赤いケースのiPhoneを見つけるなり、玲はわざわざ森下の前に移動し、iPhoneを床に叩きつけた。
光速に近いスピードで落とされたiPhoneは、その一撃だけで全面にヒビが入ったが、とどめとばかりに、玲はさらに踏みつける。
「出ていけ」
一言、短く命令する。
玲の怒りに圧倒された二人は転ぶように教室を出ていった。
ビニールテープをほどいている間、玲は一切しゃべらなかった。
りこの方も、自分の気持ちを落ち着かせるのに必死で、助けてもらった礼を言えずにいた。
「間に合って良かった……」
心の底から安心したように呟き、テープをほどいた玲はりこに背を向けた。
半裸に近い格好のりこを気遣ってのことだと、りこはすぐに気づいた。
そして、堰を切ったように涙が止まらなくなったりこは、玲の気遣いを無視して強く抱きついた。
「ありがとう。助けてくれて、ありが」
言葉は最後まで続かなかった。
体ごと引き寄せられ、触れるだけの口づけは次第に深みを増していき、りこは酸欠になるまで玲に体を預けた。
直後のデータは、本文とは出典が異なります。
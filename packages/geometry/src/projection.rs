//! Inverse transverse Mercator projection and Helmert datum shifts.
//!
//! Formulae follow the Ordnance Survey's "A guide to coordinate systems in
//! Great Britain". Angles are radians internally and degrees at the edges.

use species_map_params_models::LatLng;

const ARC_SECONDS_TO_RADIANS: f64 = std::f64::consts::PI / (180.0 * 3600.0);

/// A reference ellipsoid given by its semi-major and semi-minor axes.
#[derive(Debug, Clone, Copy, PartialEq)]
pub struct Ellipsoid {
    pub a: f64,
    pub b: f64,
}

impl Ellipsoid {
    /// Airy 1830, used by OSGB36.
    pub const AIRY_1830: Self = Self {
        a: 6_377_563.396,
        b: 6_356_256.909,
    };
    /// Airy Modified, used by Ireland 1965.
    pub const AIRY_MODIFIED: Self = Self {
        a: 6_377_340.189,
        b: 6_356_034.447,
    };
    /// WGS84 (b derived from f = 1/298.257223563).
    pub const WGS84: Self = Self {
        a: 6_378_137.0,
        b: 6_356_752.314_245,
    };

    /// First eccentricity squared.
    #[must_use]
    pub fn e2(self) -> f64 {
        1.0 - (self.b * self.b) / (self.a * self.a)
    }

    fn cartesian(self, point: LatLng) -> [f64; 3] {
        let (lat, lng) = (point.lat.to_radians(), point.lng.to_radians());
        let e2 = self.e2();
        let nu = self.a / lat.sin().mul_add(-(e2 * lat.sin()), 1.0).sqrt();
        [
            nu * lat.cos() * lng.cos(),
            nu * lat.cos() * lng.sin(),
            (1.0 - e2) * nu * lat.sin(),
        ]
    }

    fn geodetic(self, [x, y, z]: [f64; 3]) -> LatLng {
        let e2 = self.e2();
        let p = x.hypot(y);
        let mut lat = z.atan2(p * (1.0 - e2));
        for _ in 0..10 {
            let nu = self.a / lat.sin().mul_add(-(e2 * lat.sin()), 1.0).sqrt();
            let next = (e2 * nu).mul_add(lat.sin(), z).atan2(p);
            if (next - lat).abs() < 1e-12 {
                lat = next;
                break;
            }
            lat = next;
        }
        LatLng::new(lat.to_degrees(), y.atan2(x).to_degrees())
    }
}

/// A transverse Mercator grid.
#[derive(Debug, Clone, Copy, PartialEq)]
pub struct TransverseMercator {
    pub ellipsoid: Ellipsoid,
    /// Scale factor on the central meridian.
    pub scale: f64,
    /// True origin latitude, degrees.
    pub lat0: f64,
    /// True origin longitude, degrees.
    pub lon0: f64,
    /// False easting of the true origin.
    pub false_easting: f64,
    /// False northing of the true origin.
    pub false_northing: f64,
}

impl TransverseMercator {
    /// British National Grid (EPSG:27700).
    pub const NATIONAL_GRID: Self = Self {
        ellipsoid: Ellipsoid::AIRY_1830,
        scale: 0.999_601_271_7,
        lat0: 49.0,
        lon0: -2.0,
        false_easting: 400_000.0,
        false_northing: -100_000.0,
    };

    /// Irish Grid (EPSG:29902).
    pub const IRISH_GRID: Self = Self {
        ellipsoid: Ellipsoid::AIRY_MODIFIED,
        scale: 1.000_035,
        lat0: 53.5,
        lon0: -8.0,
        false_easting: 200_000.0,
        false_northing: 250_000.0,
    };

    /// Meridional arc from the true origin latitude to `lat`.
    fn meridional_arc(&self, lat: f64) -> f64 {
        let Ellipsoid { a, b } = self.ellipsoid;
        let n = (a - b) / (a + b);
        let (n2, n3) = (n * n, n * n * n);
        let lat0 = self.lat0.to_radians();
        let (d, s) = (lat - lat0, lat + lat0);

        b * self.scale
            * ((1.0 + n + 1.25 * n2 + 1.25 * n3) * d
                - (3.0 * n + 3.0 * n2 + 21.0 / 8.0 * n3) * d.sin() * s.cos()
                + (15.0 / 8.0) * (n2 + n3) * (2.0 * d).sin() * (2.0 * s).cos()
                - (35.0 / 24.0) * n3 * (3.0 * d).sin() * (3.0 * s).cos())
    }

    /// Projects grid coordinates back to latitude and longitude on this
    /// grid's own ellipsoid.
    #[must_use]
    pub fn inverse(&self, easting: f64, northing: f64) -> LatLng {
        let Ellipsoid { a, .. } = self.ellipsoid;
        let af0 = a * self.scale;
        let e2 = self.ellipsoid.e2();
        let dn = northing - self.false_northing;

        let mut lat = self.lat0.to_radians();
        let mut m = 0.0;
        for _ in 0..32 {
            lat += (dn - m) / af0;
            m = self.meridional_arc(lat);
            if (dn - m).abs() < 1e-5 {
                break;
            }
        }

        let sin2 = lat.sin() * lat.sin();
        let nu = af0 / (1.0 - e2 * sin2).sqrt();
        let rho = af0 * (1.0 - e2) / (1.0 - e2 * sin2).powf(1.5);
        let eta2 = nu / rho - 1.0;
        let tan = lat.tan();
        let (t2, t4, t6) = (tan.powi(2), tan.powi(4), tan.powi(6));
        let sec = lat.cos().recip();

        let vii = tan / (2.0 * rho * nu);
        let viii = tan / (24.0 * rho * nu.powi(3)) * (5.0 + 3.0 * t2 + eta2 - 9.0 * t2 * eta2);
        let ix = tan / (720.0 * rho * nu.powi(5)) * (61.0 + 90.0 * t2 + 45.0 * t4);
        let x = sec / nu;
        let xi = sec / (6.0 * nu.powi(3)) * (nu / rho + 2.0 * t2);
        let xii = sec / (120.0 * nu.powi(5)) * (5.0 + 28.0 * t2 + 24.0 * t4);
        let xiia = sec / (5040.0 * nu.powi(7)) * (61.0 + 662.0 * t2 + 1320.0 * t4 + 720.0 * t6);

        let de = easting - self.false_easting;
        let lat = lat - vii * de.powi(2) + viii * de.powi(4) - ix * de.powi(6);
        let lng = self.lon0.to_radians() + x * de - xi * de.powi(3) + xii * de.powi(5)
            - xiia * de.powi(7);

        LatLng::new(lat.to_degrees(), lng.to_degrees())
    }
}

/// A seven-parameter position-vector Helmert transformation.
#[derive(Debug, Clone, Copy, PartialEq)]
pub struct Helmert {
    /// Translations in metres.
    pub tx: f64,
    pub ty: f64,
    pub tz: f64,
    /// Rotations in arc seconds.
    pub rx: f64,
    pub ry: f64,
    pub rz: f64,
    /// Scale change in parts per million.
    pub s: f64,
}

impl Helmert {
    /// OSGB36 to WGS84.
    pub const OSGB36_TO_WGS84: Self = Self {
        tx: 446.448,
        ty: -125.157,
        tz: 542.06,
        rx: 0.15,
        ry: 0.247,
        rz: 0.842,
        s: -20.489,
    };

    /// Ireland 1965 to WGS84.
    pub const IRELAND65_TO_WGS84: Self = Self {
        tx: 482.5,
        ty: -130.6,
        tz: 564.6,
        rx: -1.042,
        ry: -0.214,
        rz: -0.631,
        s: 8.15,
    };

    /// Moves a point from the `from` datum to the `to` datum.
    #[must_use]
    pub fn apply(&self, from: Ellipsoid, point: LatLng, to: Ellipsoid) -> LatLng {
        let [x, y, z] = from.cartesian(point);
        let scale = self.s / 1e6 + 1.0;
        let rx = self.rx * ARC_SECONDS_TO_RADIANS;
        let ry = self.ry * ARC_SECONDS_TO_RADIANS;
        let rz = self.rz * ARC_SECONDS_TO_RADIANS;

        let shifted = [
            self.tx + x * scale - y * rz + z * ry,
            self.ty + x * rz + y * scale - z * rx,
            self.tz - x * ry + y * rx + z * scale,
        ];
        to.geodetic(shifted)
    }
}

#[cfg(test)]
mod tests {
    use super::*;

    #[test]
    fn inverse_matches_ordnance_survey_worked_example() {
        let point = TransverseMercator::NATIONAL_GRID.inverse(651_409.903, 313_177.270);
        assert!((point.lat - 52.657_570_30).abs() < 1e-7, "{point:?}");
        assert!((point.lng - 1.717_921_58).abs() < 1e-7, "{point:?}");
    }

    #[test]
    fn central_meridian_keeps_origin_longitude() {
        let grid = TransverseMercator::NATIONAL_GRID;
        let point = grid.inverse(grid.false_easting, 0.0);
        assert!(point.lat > 49.0 && point.lat < 50.0);
        assert!((point.lng - -2.0).abs() < 1e-12);
    }

    #[test]
    fn cartesian_round_trip_on_wgs84() {
        let point = LatLng::new(54.5, -3.25);
        let back = Ellipsoid::WGS84.geodetic(Ellipsoid::WGS84.cartesian(point));
        assert!((back.lat - point.lat).abs() < 1e-9);
        assert!((back.lng - point.lng).abs() < 1e-9);
    }
}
自分で自分のやったことにショックを受けたような顔をした玲に、りこも我に返る。
(今、私達、なにをしてたの?)
熱に浮かされたように突発的にキスをした。
その事実にまざまざと向き合った時、りこは混乱した。
「ごめん、りこさん。怖い思いしたばっかなのにいきなり……」
熱が急激に冷めていく。
玲の目を覗きこみ、りこは息を呑んだ。
そこには何も映っていない。
美しくも空虚な玲の瞳には、何も映っていないのだ。
彼は今、過去の記憶に足を浸していた。